Of course gym battles are a lot more simple and fixing the many issues both combat-wise and in general take priority compared to adding such mechanics in.
It's also very difficult to design for mobile devices - not due to processor or screen size, but due to unavoidable latency spikes on LTE. You'd essentially need an in-universe explanation to reconcile conflict resolution with user expectation. "But my move registered and I stunned that guy, but he still killed me!"
I got discouraged by the inability to load the app and it crashing while I was trying to capture Pokemon I didn't have in my collection so I just uninstalled the game.
This happened constantly to me as well, but not the last couple of days, but now it seems to crash when I "sleep" it by holding my phone upside down. Sometimes it doesn't wake up again and sometimes touch doesn't work after I wake it up. But it's not a huge inconvenience.
In the city, it's not hard to find a spot with 2 lures going, and i'm sure you can find places with 3. Lucky eggs double the xp for any action. evolving nets 500, with the egg, 1000. You get a few lucky eggs as awards as you level. You can get around 60 evolutions while the lucky egg is active.
Level 20 is sort of the "soft max". beyond that it's very expensive to progress further. It's 210,000 total XP for level 20. 435,000 total for level 23.
Realistically, say 4 hours of catching at those lured sites buys you enough for the 60 evolutions, 60,000 xp. Let's go with 5 hours total.

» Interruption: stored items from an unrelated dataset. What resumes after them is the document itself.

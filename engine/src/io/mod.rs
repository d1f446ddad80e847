//! Side-effecting parts of the engine: configuration, child processes and
//! their resource supervision.

pub mod config;
pub mod process;
pub mod watchdog;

Perfect conditions, i think that comes out to 35 hours. I'd say double or perhaps triple that realistically. You have to go gather loot and stuff, which still grants XP, just at a slower rate. If the OP felt like it, running the whole time with lucky eggs would cut that down quite a bit, maybe half, and cost perhaps $20. I'm guessing around 80 hours without buying anything.

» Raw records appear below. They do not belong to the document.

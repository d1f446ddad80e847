//! Differential stress-testing engine.
//!
//! Given a trusted reference solution and a candidate solution, the engine
//! generates seeded inputs, runs both programs under wall-clock and memory
//! ceilings, and reports the first input on which the candidate's answer is
//! rejected by the generator's oracle.
//!
//! - **[`core`]**: Pure data: limits, process results, sanitized lines, verdicts.
//! - **[`io`]**: Configuration, child processes and their supervision.
//! - **[`lang`]**: Per-language build/run strategies behind one trait.
//! - **[`job`]**: Lifecycle of one program from source to cleanup.
//! - **[`generator`]**: Seeded inputs and output oracles.
//! - **[`stress`]**: The generate → run → compare loop.

pub mod core;
pub mod error;
pub mod exit_codes;
pub mod generator;
pub mod io;
pub mod job;
pub mod lang;
pub mod logging;
pub mod problem;
pub mod stress;
pub mod template;
#[cfg(any(test, feature = "test-support"))]
pub mod test_support;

A single person who's interested in it can pretty easily come up with 3 hours a day, and quite a few hours on the weekend. 30 hours seems pretty accessible. it's been out for 2 weeks or so now, so the OP is only a little on the high side. Perhaps not at all if they'd spent money on eggs.

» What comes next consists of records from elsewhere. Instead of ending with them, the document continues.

//! Memory ceiling enforcement.
//!
//! Two mechanisms are supported. `procfs` samples every member of the child's
//! process group between wait slices, taking the summed resident sets and the
//! kernel-maintained high-water mark (`VmHWM`), so a spike in a single member
//! is visible even if it happened between samples. `helper` delegates both ceilings to an external watchdog
//! command that wraps the program and reports violations on stderr.

use std::time::Duration;

use anyhow::{Result, anyhow};
use serde::{Deserialize, Serialize};

use crate::core::types::{BYTES_PER_KB, LimitKind, ResourceLimits};
use crate::error::EngineResult;
use crate::template::{CommandTemplate, TemplateVars};

/// Extra wall-clock granted to a helper watchdog before the engine kills it.
pub const HELPER_GRACE: Duration = Duration::from_secs(2);

#[derive(Debug, Clone, Serialize, Deserialize, PartialEq, Eq)]
#[serde(tag = "mode", rename_all = "snake_case")]
pub enum WatchdogConfig {
    Procfs {
        #[serde(default = "default_poll_interval_ms")]
        poll_interval_ms: u64,
    },
    Helper {
        /// Prefix such as `["perl", "timeout.pl", "-t", "{{ time_secs }}", "-m", "{{ memory_kb }}"]`.
        command: CommandTemplate,
        time_marker: String,
        memory_marker: String,
    },
    Off,
}

fn default_poll_interval_ms() -> u64 {
    5
}

impl Default for WatchdogConfig {
    fn default() -> Self {
        WatchdogConfig::Procfs {
            poll_interval_ms: default_poll_interval_ms(),
        }
    }
}

impl WatchdogConfig {
    pub fn validate(&self) -> Result<()> {
        match self {
            WatchdogConfig::Procfs { poll_interval_ms } => {
                if *poll_interval_ms == 0 {
                    return Err(anyhow!("watchdog.poll_interval_ms must be > 0"));
                }
            }
            WatchdogConfig::Helper {
                command,
                time_marker,
                memory_marker,
            } => {
                if command.is_empty() {
                    return Err(anyhow!("watchdog.command must be a non-empty array"));
                }
                if time_marker.is_empty() || memory_marker.is_empty() {
                    return Err(anyhow!("watchdog markers must be non-empty"));
                }
            }
            WatchdogConfig::Off => {}
        }
        Ok(())
    }

    /// Interval between peak-memory samples, if this mode samples at all.
    pub fn poll_interval(&self) -> Option<Duration> {
        match self {
            WatchdogConfig::Procfs { poll_interval_ms } => {
                Some(Duration::from_millis(*poll_interval_ms))
            }
            _ => None,
        }
    }

    /// Final argument vector, with the helper prefix when one is configured.
    pub fn wrap(&self, argv: Vec<String>, limits: &ResourceLimits) -> EngineResult<Vec<String>> {
        let WatchdogConfig::Helper { command, .. } = self else {
            return Ok(argv);
        };
        let vars = TemplateVars::new()
            .with("time_secs", format_secs(limits.time_limit()))
            .with("memory_kb", limits.memory_limit_kb().to_string());
        let mut wrapped = command.render(&vars)?;
        wrapped.extend(argv);
        Ok(wrapped)
    }

    /// How long the engine waits before killing the child itself.
    pub fn hard_deadline(&self, limits: &ResourceLimits) -> Duration {
        match self {
            WatchdogConfig::Helper { .. } => limits.time_limit() + HELPER_GRACE,
            _ => limits.time_limit(),
        }
    }

    /// Violation reported by a helper watchdog on stderr.
    pub fn helper_violation(&self, stderr: &str) -> Option<LimitKind> {
        let WatchdogConfig::Helper {
            time_marker,
            memory_marker,
            ..
        } = self
        else {
            return None;
        };
        if stderr.contains(memory_marker.as_str()) {
            Some(LimitKind::Memory)
        } else if stderr.contains(time_marker.as_str()) {
            Some(LimitKind::Time)
        } else {
            None
        }
    }
}

fn format_secs(duration: Duration) -> String {
    let secs = duration.as_secs_f64();
    if secs.fract() == 0.0 {
        format!("{}", secs as u64)
    } else {
        format!("{secs:.3}")
    }
}

/// Memory held by a process group in bytes.
///
/// This is the larger of the members' summed resident sets and the biggest
/// single `VmHWM`, so forked helpers and short spikes are both seen. Returns
/// `None` when no member is left or on platforms without procfs.
#[cfg(target_os = "linux")]
pub fn group_memory_bytes(pgid: i32) -> Option<u64> {
    let entries = std::fs::read_dir("/proc").ok()?;
    let mut members = 0usize;
    let mut total_rss = 0u64;
    let mut max_hwm = 0u64;
    for entry in entries.flatten() {
        let Some(pid) = entry
            .file_name()
            .to_str()
            .and_then(|name| name.parse::<u32>().ok())
        else {
            continue;
        };
        let Ok(stat) = std::fs::read_to_string(format!("/proc/{pid}/stat")) else {
            continue;
        };
        if parse_pgrp(&stat) != Some(pgid) {
            continue;
        }
        // The member may have exited since the stat read.
        let Ok(status) = std::fs::read_to_string(format!("/proc/{pid}/status")) else {
            continue;
        };
        members += 1;
        total_rss += parse_status_kb(&status, "VmRSS:").unwrap_or(0);
        max_hwm = max_hwm.max(parse_status_kb(&status, "VmHWM:").unwrap_or(0));
    }
    (members > 0).then_some(total_rss.max(max_hwm) * BYTES_PER_KB)
}

#[cfg(not(target_os = "linux"))]
pub fn group_memory_bytes(_pgid: i32) -> Option<u64> {
    None
}

/// Process group id from `/proc/<pid>/stat`. The command name may contain
/// spaces and parentheses, so fields are counted after the last `)`.
fn parse_pgrp(stat: &str) -> Option<i32> {
    let (_, rest) = stat.rsplit_once(')')?;
    // state ppid pgrp
    rest.split_whitespace().nth(2)?.parse().ok()
}

fn parse_status_kb(status: &str, key: &str) -> Option<u64> {
    let line = status.lines().find(|line| line.starts_with(key))?;
    line.trim_start_matches(key)
        .split_whitespace()
        .next()?
        .parse()
        .ok()
}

Of course, different people have different commitments. In a rural area, this would be impossible. Family, hobbies, a long commute would drastically reduce the time available. But if your hobby is video games, it's pretty easy to swap one for another with little effort.
I took maybe a week to get to level 10 just casually playing walking to and from work... jumped the last 10 by grinding for one day and learning how to use the lucky eggs.
also i bet most of what everyone read about this game at first was paid for; people downloaded based on those initial false articles, see the bugs, uninstall, or even play like you did and gave up when you notice the pay to win scheme. but regardless, the app already made it to the download top lists and now they're even getting real news coverage everywhere.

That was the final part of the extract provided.